Miami-Dade has plenty to brag about: stellar beaches, celebrities who live in multimillion-dollar mansions, four-star restaurants, the world famous tennis tournament on Key Biscayne and Miami Heat national basketball champions.
But a county document boasted about something far more ordinary on July 9 when Mayor Carlos Gimenez released his budget proposal. A budget-in-brief document written by the county’s Office of Management and Budget stated that the county has “the nation’s highest-rated tap water.”
Do we have some sort of liquid gold pouring out of our faucets that is the envy of other counties nationwide? We went in search of answers to quench our curiosity.
First, let’s wade into the surprisingly controversial history of Miami-Dade county government talking up tap water.
In 2008, the county landed in hot water after it aired radio ads that boasted its tap water was better than bottled water.

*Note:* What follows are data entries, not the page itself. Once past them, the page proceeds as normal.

//! Template-facing projection of the details form.

use std::collections::BTreeMap;

use serde::Serialize;
use validator::ValidationErrors;

use crate::domain::reference::{Client, State};
use crate::forms::details::{DetailsFormState, Field, FormMode};

#[derive(Debug, Clone, Serialize)]
pub struct AttachmentView {
    pub key: String,
    pub id: Option<i32>,
    pub filename: String,
    pub size: u64,
    pub previewable: bool,
    pub pending: bool,
}

/// Flat, string-valued view of [`DetailsFormState`] for rendering.
#[derive(Debug, Clone, Serialize)]
pub struct DetailsFormView {
    pub is_edit: bool,
    pub id: Option<i32>,
    pub name: String,
    pub email: String,
    pub client_id: Option<i32>,
    pub state_ids: Vec<i32>,
    pub dob: String,
    pub exp_start: String,
    pub exp_end: String,
    pub is_present: bool,
    pub is_state_changed: bool,
    pub hourly_rate: String,
    pub percentage: String,
    pub hourly_rate_enabled: bool,
    pub percentage_enabled: bool,
    pub exp_end_enabled: bool,
    pub years_of_experience: String,
    pub gender: String,
    pub attachments: Vec<AttachmentView>,
    /// Latest date the date inputs accept.
    pub max_date: String,
    pub file_notice: Option<String>,
    /// Error messages keyed by field.
    pub errors: BTreeMap<String, Vec<String>>,
}

fn date(value: Option<chrono::NaiveDate>) -> String {
    value
        .map(|date| date.format("%Y-%m-%d").to_string())
        .unwrap_or_default()
}

fn number(value: Option<f64>) -> String {
    value.map(|number| number.to_string()).unwrap_or_default()
}

impl From<&DetailsFormState> for DetailsFormView {
    fn from(state: &DetailsFormState) -> Self {
        Self {
            is_edit: state.mode == FormMode::Edit,
            id: state.edit_id.map(|id| id.get()),
            name: state.name.clone(),
            email: state.email.clone(),
            client_id: state.client.map(|id| id.get()),
            state_ids: state.states.iter().map(|id| id.get()).collect(),
            dob: date(state.dob),
            exp_start: date(state.exp_start),
            exp_end: date(state.exp_end),
            is_present: state.is_present,
            is_state_changed: !state.is_enabled(Field::HourlyRate),
            hourly_rate: number(state.hourly_rate),
            percentage: number(state.percentage),
            hourly_rate_enabled: state.is_enabled(Field::HourlyRate),
            percentage_enabled: state.is_enabled(Field::Percentage),
            exp_end_enabled: state.is_enabled(Field::ExpEnd),
            years_of_experience: state
                .years_of_experience()
                .map(|experience| experience.to_string())
                .unwrap_or_default(),
            gender: state.gender.clone(),
            attachments: state
                .attachments
                .items()
                .iter()
                .map(|item| AttachmentView {
                    key: item.key.to_string(),
                    id: item.id.map(|id| id.get()),
                    filename: item.filename.to_string(),
                    size: item.size,
                    previewable: item.blob.is_some(),
                    pending: state.attachments.is_session_new(item.key),
                })
                .collect(),
            max_date: date(Some(state.reference_date)),
            file_notice: state.file_notice.clone(),
            errors: BTreeMap::new(),
        }
    }
}

impl DetailsFormView {
    pub fn with_errors(mut self, errors: &ValidationErrors) -> Self {
        for (field, list) in errors.field_errors() {
            let messages = list
                .iter()
                .map(|error| {
                    error
                        .message
                        .as_ref()
                        .map(|message| message.to_string())
                        .unwrap_or_else(|| error.code.to_string())
                })
                .collect();
            self.errors.insert(field.to_string(), messages);
        }
        self
    }
}

/// Data required to render the details template.
#[derive(Debug, Serialize)]
pub struct DetailsPageData {
    pub form: DetailsFormView,
    pub clients: Vec<Client>,
    pub states: Vec<State>,
}

#[cfg(test)]
mod tests {
    use super::*;
    use crate::forms::details::{DetailsEvent, apply_event};
    use chrono::NaiveDate;

    #[test]
    fn view_reflects_toggles_and_errors() {
        let reference = NaiveDate::from_ymd_opt(2024, 6, 30).expect("valid date");
        let state = apply_event(
            DetailsFormState::create(reference),
            DetailsEvent::PresentToggled(true),
        );
        let state = apply_event(state, DetailsEvent::StateChangedToggled(true));
        let errors = state.validate().expect_err("empty form");

        let view = DetailsFormView::from(&state).with_errors(&errors);

        assert!(!view.is_edit);
        assert_eq!(view.exp_end, "2024-06-30");
        assert_eq!(view.max_date, "2024-06-30");
        assert!(!view.exp_end_enabled);
        assert!(view.is_state_changed);
        assert!(view.percentage_enabled);
        assert_eq!(
            view.errors.get("name").map(Vec::as_slice),
            Some(&["This field is required.".to_string()][..])
        );
        assert!(!view.errors.contains_key("expEnd"));
    }
}
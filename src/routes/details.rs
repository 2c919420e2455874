//! Details form: create, edit, save and attachment handling.

use actix_multipart::form::MultipartForm;
use actix_web::http::header;
use actix_web::{HttpResponse, Responder, get, post, web};
use actix_web_flash_messages::{FlashMessage, IncomingFlashMessages, Level};
use tera::Tera;
use uuid::Uuid;
use validator::ValidationErrors;

use crate::domain::types::{AttachmentId, ClientDetailId};
use crate::dto::details::{DetailsFormView, DetailsPageData};
use crate::dto::main::IndexQuery;
use crate::forms::upload::DetailsMultipartForm;
use crate::repository::HttpBackend;
use crate::routes::{
    alert_level_to_str, base_context, collect_alerts, redirect, render_template,
    today_reference_date,
};
use crate::services::ServiceError;
use crate::services::details::{self as details_service, DetailsController, ReferenceData};
use crate::services::dialogs::SuccessDialog;
use crate::services::list as list_service;
use crate::services::preview::PreviewRegistry;

type Alerts = Vec<(String, &'static str)>;

fn edit_url(id: ClientDetailId, params: &IndexQuery) -> String {
    format!("/client-details/{id}/edit?{}", params.to_query_string())
}

async fn render_form(
    controller: &mut DetailsController<'_, HttpBackend>,
    errors: Option<&ValidationErrors>,
    mut alerts: Alerts,
    params: &IndexQuery,
    tera: &Tera,
) -> HttpResponse {
    let reference = match controller.load_reference_data().await {
        Ok(reference) => reference,
        Err(err) => {
            alerts.push((
                format!("Error fetching clients and states: {err}"),
                alert_level_to_str(&Level::Error),
            ));
            ReferenceData::default()
        }
    };

    let mut form = DetailsFormView::from(controller.state());
    if let Some(errors) = errors {
        form = form.with_errors(errors);
    }
    let page = DetailsPageData {
        form,
        clients: reference.clients,
        states: reference.states,
    };

    let mut context = tera::Context::new();
    context.insert("alerts", &alerts);
    context.insert("current_page", "details");
    context.insert("page", &page);
    context.insert("query_string", &params.to_query_string());

    render_template(tera, "details/form.html", &context)
}

#[get("/details/new")]
pub async fn new_details(
    params: web::Query<IndexQuery>,
    repo: web::Data<HttpBackend>,
    flash_messages: IncomingFlashMessages,
    tera: web::Data<Tera>,
) -> impl Responder {
    let mut controller = DetailsController::create(repo.get_ref(), today_reference_date());
    render_form(
        &mut controller,
        None,
        collect_alerts(&flash_messages),
        &params,
        &tera,
    )
    .await
}

#[get("/client-details/{id}/edit")]
/// Edit form for a record, located on the list page described by the query.
pub async fn edit_details(
    id: web::Path<i32>,
    params: web::Query<IndexQuery>,
    repo: web::Data<HttpBackend>,
    flash_messages: IncomingFlashMessages,
    tera: web::Data<Tera>,
) -> impl Responder {
    let back = format!("/?{}", params.to_query_string());
    let Ok(id) = ClientDetailId::new(id.into_inner()) else {
        FlashMessage::error("Record not found.").send();
        return redirect(&back);
    };

    let record = match list_service::find_record(repo.get_ref(), &params, id).await {
        Ok(record) => record,
        Err(ServiceError::NotFound) => {
            FlashMessage::error("Record not found.").send();
            return redirect(&back);
        }
        Err(err) => {
            FlashMessage::error(err.to_string()).send();
            return redirect(&back);
        }
    };

    let mut controller =
        match DetailsController::edit(repo.get_ref(), &record, today_reference_date()) {
            Ok(controller) => controller,
            Err(err) => {
                log::error!("Failed to open record {id}: {err}");
                FlashMessage::error("Failed to load attachments.").send();
                return redirect(&back);
            }
        };

    render_form(
        &mut controller,
        None,
        collect_alerts(&flash_messages),
        &params,
        &tera,
    )
    .await
}

#[post("/details/save")]
/// Creates or updates a record from the posted form and its files.
pub async fn save_details(
    params: web::Query<IndexQuery>,
    repo: web::Data<HttpBackend>,
    flash_messages: IncomingFlashMessages,
    tera: web::Data<Tera>,
    MultipartForm(form): MultipartForm<DetailsMultipartForm>,
) -> impl Responder {
    let back = format!("/?{}", params.to_query_string());
    let mut submission = match form.into_submission() {
        Ok(submission) => submission,
        Err(err) => {
            log::error!("Failed to parse details form: {err}");
            FlashMessage::error(err.to_string()).send();
            return redirect(&back);
        }
    };

    let reference = today_reference_date();
    let mut controller = match submission.id {
        Some(id) => match DetailsController::resume_edit(repo.get_ref(), id, reference).await {
            Ok(controller) => controller,
            Err(err) => {
                FlashMessage::error(err.to_string()).send();
                return redirect(&back);
            }
        },
        None => DetailsController::create(repo.get_ref(), reference),
    };

    for event in std::mem::take(&mut submission.events) {
        controller.dispatch(event);
    }
    let notice = controller.select_files(std::mem::take(&mut submission.files));

    let mut alerts = collect_alerts(&flash_messages);
    match controller.submit().await {
        Ok(message) => {
            if let Some(notice) = notice {
                alerts.push((notice, alert_level_to_str(&Level::Warning)));
            }
            let mut context = base_context(&flash_messages, "details");
            context.insert("alerts", &alerts);
            context.insert("dialog", &SuccessDialog::new(message, back));
            render_template(&tera, "dialogs/success.html", &context)
        }
        Err(err) => {
            let errors = match err {
                ServiceError::Validation(errors) => Some(errors),
                other => {
                    alerts.push((other.to_string(), alert_level_to_str(&Level::Error)));
                    None
                }
            };
            // Uploaded temp files are gone once this request ends.
            if let Some(reselect) = controller.discard_pending_uploads() {
                alerts.push((reselect, alert_level_to_str(&Level::Warning)));
            }
            render_form(&mut controller, errors.as_ref(), alerts, &params, &tera).await
        }
    }
}

#[post("/client-details/{id}/files/{file_id}/delete")]
pub async fn delete_attachment(
    path: web::Path<(i32, i32)>,
    params: web::Query<IndexQuery>,
    repo: web::Data<HttpBackend>,
) -> impl Responder {
    let (id, file_id) = path.into_inner();
    let (Ok(id), Ok(file_id)) = (ClientDetailId::new(id), AttachmentId::new(file_id)) else {
        FlashMessage::error("File not found.").send();
        return redirect(&format!("/?{}", params.to_query_string()));
    };

    match details_service::delete_stored_file(repo.get_ref(), id, file_id, today_reference_date())
        .await
    {
        Ok(_) => FlashMessage::success("File deleted.").send(),
        Err(ServiceError::NotFound) => FlashMessage::error("File not found.").send(),
        Err(err) => FlashMessage::error(err.to_string()).send(),
    }
    redirect(&edit_url(id, &params))
}

#[get("/client-details/{id}/files/{file_id}/preview")]
/// Opens a short-lived preview link for a stored file.
pub async fn preview_attachment(
    path: web::Path<(i32, i32)>,
    repo: web::Data<HttpBackend>,
    registry: web::Data<PreviewRegistry>,
) -> impl Responder {
    let (id, file_id) = path.into_inner();
    let (Ok(id), Ok(file_id)) = (ClientDetailId::new(id), AttachmentId::new(file_id)) else {
        return HttpResponse::NotFound().finish();
    };

    match details_service::preview_stored_file(
        repo.get_ref(),
        registry.get_ref(),
        id,
        file_id,
        today_reference_date(),
    )
    .await
    {
        Ok(token) => redirect(&format!("/preview/{token}")),
        Err(ServiceError::NotFound) => HttpResponse::NotFound().finish(),
        Err(err) => {
            log::error!("Failed to preview file {file_id}: {err}");
            HttpResponse::InternalServerError().finish()
        }
    }
}

#[get("/preview/{token}")]
pub async fn show_preview(
    token: web::Path<Uuid>,
    registry: web::Data<PreviewRegistry>,
) -> impl Responder {
    match registry.get(token.into_inner()) {
        Some(blob) => HttpResponse::Ok()
            .content_type(blob.content_type)
            .insert_header((header::CONTENT_DISPOSITION, "inline"))
            .body(blob.bytes),
        None => HttpResponse::NotFound().finish(),
    }
}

Nestle Waters North America, which makes nearly $4 billion a year selling Zephyrhills and other brands, threatened to sue, the Miami Herald wrote. (It never did, a county spokeswoman told PolitiFact.)
The county continued the tap water promotions, including a mock boxing-match video between tap water and bottled water, a love song jingle “Miami-Dade tap water you’re No. 1!” and a video of a young cowboy asking Mom, “Howdy Ma’am. What do you have on tap?” She replies, “For you partner, I’ve got the original tap.”
We asked a Miami-Dade County spokeswoman to explain the source of the claim that the county has the “nation’s highest-rated tap water.”
We sensed some research percolating at Miami-Dade County Hall as spokespersons sent us emails saying we’d get an answer soon.
A few hours later, we had a reply: “It’s a scrivener’s error,” said Jennifer L. Messemer, a spokeswoman in Miami-Dade’s Water and Sewer Department.
Budget director Jennifer Moon told us in an email that “we compile input from the various departments to put in the budget-in-brief. We realized yesterday that we inadvertently left out ‘one of’ in the statement regarding the highest rated water. We will correct this online and in future prints.”
At PolitiFact we give props when someone fesses up to an error, but we continue our fact-check anyway.
The error was in a document written by the budget department, according to Messemer. We did not find the same claim in other water-related documents. The full chapter on the water and sewer department’s budget proposal merely refers to the water as “high-quality drinking water.” (It also mentions an upcoming $1.6 billion projected to fix environmental violations from failing wastewater infrastructure.)
The annual water quality report states that the water “is delicious and meets and exceeds all local, state and federal guidelines. So drink up with confidence!”
The county has received some kudos for water quality.
Messemer pointed to a 2008 Forbes.com Top 10 list of “Best Cities for Clean Drinking Water.” The article, which ranked the Miami/Fort Lauderdale area fourth, was based on a 2007 water quality study compiled by University of Cincinnati researchers. (The report was sponsored by Proctor & Gamble.)